» **Provided records**:

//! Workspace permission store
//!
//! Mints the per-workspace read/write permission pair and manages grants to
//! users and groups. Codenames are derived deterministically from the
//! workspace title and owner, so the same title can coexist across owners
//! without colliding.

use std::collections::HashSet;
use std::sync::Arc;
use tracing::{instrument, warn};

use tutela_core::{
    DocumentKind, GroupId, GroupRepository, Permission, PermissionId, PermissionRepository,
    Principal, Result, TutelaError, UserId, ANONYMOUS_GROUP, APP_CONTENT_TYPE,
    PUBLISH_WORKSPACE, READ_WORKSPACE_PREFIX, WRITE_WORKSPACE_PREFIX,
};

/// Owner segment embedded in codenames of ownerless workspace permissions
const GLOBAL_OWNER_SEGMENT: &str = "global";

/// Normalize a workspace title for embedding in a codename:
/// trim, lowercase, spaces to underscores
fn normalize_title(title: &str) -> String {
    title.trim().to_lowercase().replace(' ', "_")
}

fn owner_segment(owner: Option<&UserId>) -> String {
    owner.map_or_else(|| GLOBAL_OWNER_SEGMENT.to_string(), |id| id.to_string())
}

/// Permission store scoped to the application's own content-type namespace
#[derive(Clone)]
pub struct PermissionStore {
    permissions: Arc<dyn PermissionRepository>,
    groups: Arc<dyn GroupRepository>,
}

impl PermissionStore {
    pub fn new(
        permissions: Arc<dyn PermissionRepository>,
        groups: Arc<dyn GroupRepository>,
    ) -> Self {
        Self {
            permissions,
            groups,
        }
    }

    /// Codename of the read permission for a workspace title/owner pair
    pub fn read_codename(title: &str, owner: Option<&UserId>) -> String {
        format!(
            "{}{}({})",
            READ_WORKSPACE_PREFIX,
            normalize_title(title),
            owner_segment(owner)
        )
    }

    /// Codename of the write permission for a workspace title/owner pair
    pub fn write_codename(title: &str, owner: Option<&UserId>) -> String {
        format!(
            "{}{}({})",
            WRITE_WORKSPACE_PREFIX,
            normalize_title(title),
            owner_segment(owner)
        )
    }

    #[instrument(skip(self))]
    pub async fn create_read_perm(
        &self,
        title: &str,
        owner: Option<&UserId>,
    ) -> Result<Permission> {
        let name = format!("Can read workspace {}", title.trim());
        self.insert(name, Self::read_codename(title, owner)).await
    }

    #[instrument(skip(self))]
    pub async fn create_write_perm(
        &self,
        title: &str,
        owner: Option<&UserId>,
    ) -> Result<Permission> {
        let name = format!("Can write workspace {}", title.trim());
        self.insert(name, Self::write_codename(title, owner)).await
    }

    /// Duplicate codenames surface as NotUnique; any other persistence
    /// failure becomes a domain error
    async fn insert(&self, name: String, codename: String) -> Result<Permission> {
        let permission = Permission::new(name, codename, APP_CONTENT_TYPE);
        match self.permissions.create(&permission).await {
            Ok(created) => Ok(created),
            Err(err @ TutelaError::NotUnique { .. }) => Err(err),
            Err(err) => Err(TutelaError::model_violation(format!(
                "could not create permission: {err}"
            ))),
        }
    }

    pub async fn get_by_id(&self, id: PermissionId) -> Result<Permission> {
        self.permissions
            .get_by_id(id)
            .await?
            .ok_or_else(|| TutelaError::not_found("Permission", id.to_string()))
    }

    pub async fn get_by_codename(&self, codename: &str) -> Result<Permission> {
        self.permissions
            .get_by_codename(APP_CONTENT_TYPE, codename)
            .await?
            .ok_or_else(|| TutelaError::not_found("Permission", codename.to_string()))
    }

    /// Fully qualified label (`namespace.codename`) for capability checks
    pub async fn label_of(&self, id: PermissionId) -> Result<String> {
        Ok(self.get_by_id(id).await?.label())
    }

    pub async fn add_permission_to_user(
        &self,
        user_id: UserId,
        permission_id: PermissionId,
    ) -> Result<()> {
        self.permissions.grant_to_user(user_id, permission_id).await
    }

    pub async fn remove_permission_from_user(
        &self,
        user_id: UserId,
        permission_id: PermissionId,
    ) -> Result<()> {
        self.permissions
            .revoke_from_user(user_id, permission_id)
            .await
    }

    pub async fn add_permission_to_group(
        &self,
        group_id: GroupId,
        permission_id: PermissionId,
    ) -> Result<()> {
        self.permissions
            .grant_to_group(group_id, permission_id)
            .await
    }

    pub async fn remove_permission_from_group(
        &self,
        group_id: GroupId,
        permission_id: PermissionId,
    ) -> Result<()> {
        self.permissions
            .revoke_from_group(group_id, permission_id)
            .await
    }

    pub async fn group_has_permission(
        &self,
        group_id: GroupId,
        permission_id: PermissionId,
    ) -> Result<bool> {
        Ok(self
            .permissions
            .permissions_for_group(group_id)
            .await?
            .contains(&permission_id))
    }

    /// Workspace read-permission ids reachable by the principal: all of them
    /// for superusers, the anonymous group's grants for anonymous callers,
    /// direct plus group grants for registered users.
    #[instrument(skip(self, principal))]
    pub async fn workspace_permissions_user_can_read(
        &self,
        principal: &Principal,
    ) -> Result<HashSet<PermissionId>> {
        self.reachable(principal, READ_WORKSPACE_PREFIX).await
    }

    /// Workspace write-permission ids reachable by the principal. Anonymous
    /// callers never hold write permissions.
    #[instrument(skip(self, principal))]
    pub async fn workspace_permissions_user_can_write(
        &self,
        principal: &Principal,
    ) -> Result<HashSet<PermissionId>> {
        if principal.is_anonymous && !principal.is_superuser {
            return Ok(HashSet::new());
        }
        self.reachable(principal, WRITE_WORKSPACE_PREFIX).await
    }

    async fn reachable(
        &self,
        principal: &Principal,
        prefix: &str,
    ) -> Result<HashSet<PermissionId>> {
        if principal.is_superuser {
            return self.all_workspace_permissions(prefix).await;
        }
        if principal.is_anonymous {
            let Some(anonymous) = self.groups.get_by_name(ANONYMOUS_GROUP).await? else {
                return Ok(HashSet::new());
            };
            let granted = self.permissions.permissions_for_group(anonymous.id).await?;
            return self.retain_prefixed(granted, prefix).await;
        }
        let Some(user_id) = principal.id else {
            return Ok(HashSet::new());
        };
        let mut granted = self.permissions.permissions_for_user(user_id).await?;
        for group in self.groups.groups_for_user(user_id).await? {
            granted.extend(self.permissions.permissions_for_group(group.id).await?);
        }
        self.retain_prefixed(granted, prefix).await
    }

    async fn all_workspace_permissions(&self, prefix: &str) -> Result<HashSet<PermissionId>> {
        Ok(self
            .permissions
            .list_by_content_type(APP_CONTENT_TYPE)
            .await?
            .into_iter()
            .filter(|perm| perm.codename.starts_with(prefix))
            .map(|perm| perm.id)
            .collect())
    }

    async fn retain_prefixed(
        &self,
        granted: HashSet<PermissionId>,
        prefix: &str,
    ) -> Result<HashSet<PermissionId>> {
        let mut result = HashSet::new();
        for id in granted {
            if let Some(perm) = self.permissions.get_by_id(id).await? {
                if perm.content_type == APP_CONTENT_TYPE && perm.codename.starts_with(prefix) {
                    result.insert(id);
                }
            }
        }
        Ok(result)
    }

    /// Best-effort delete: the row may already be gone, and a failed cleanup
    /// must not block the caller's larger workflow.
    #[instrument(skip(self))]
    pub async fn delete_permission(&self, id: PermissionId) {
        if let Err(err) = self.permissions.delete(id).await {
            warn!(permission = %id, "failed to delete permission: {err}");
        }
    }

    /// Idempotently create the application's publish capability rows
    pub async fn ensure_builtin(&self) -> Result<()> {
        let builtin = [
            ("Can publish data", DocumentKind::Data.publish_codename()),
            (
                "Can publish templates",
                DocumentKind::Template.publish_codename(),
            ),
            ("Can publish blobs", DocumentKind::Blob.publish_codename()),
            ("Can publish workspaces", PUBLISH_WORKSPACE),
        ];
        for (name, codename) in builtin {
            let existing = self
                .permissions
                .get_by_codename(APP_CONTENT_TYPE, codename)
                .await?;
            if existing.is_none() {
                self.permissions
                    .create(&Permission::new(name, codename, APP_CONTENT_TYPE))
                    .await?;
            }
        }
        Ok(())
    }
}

» **Work to complete**: Report the tally of lines in the listing that carry the string "groups", and nothing else.

» **Your solution**: 6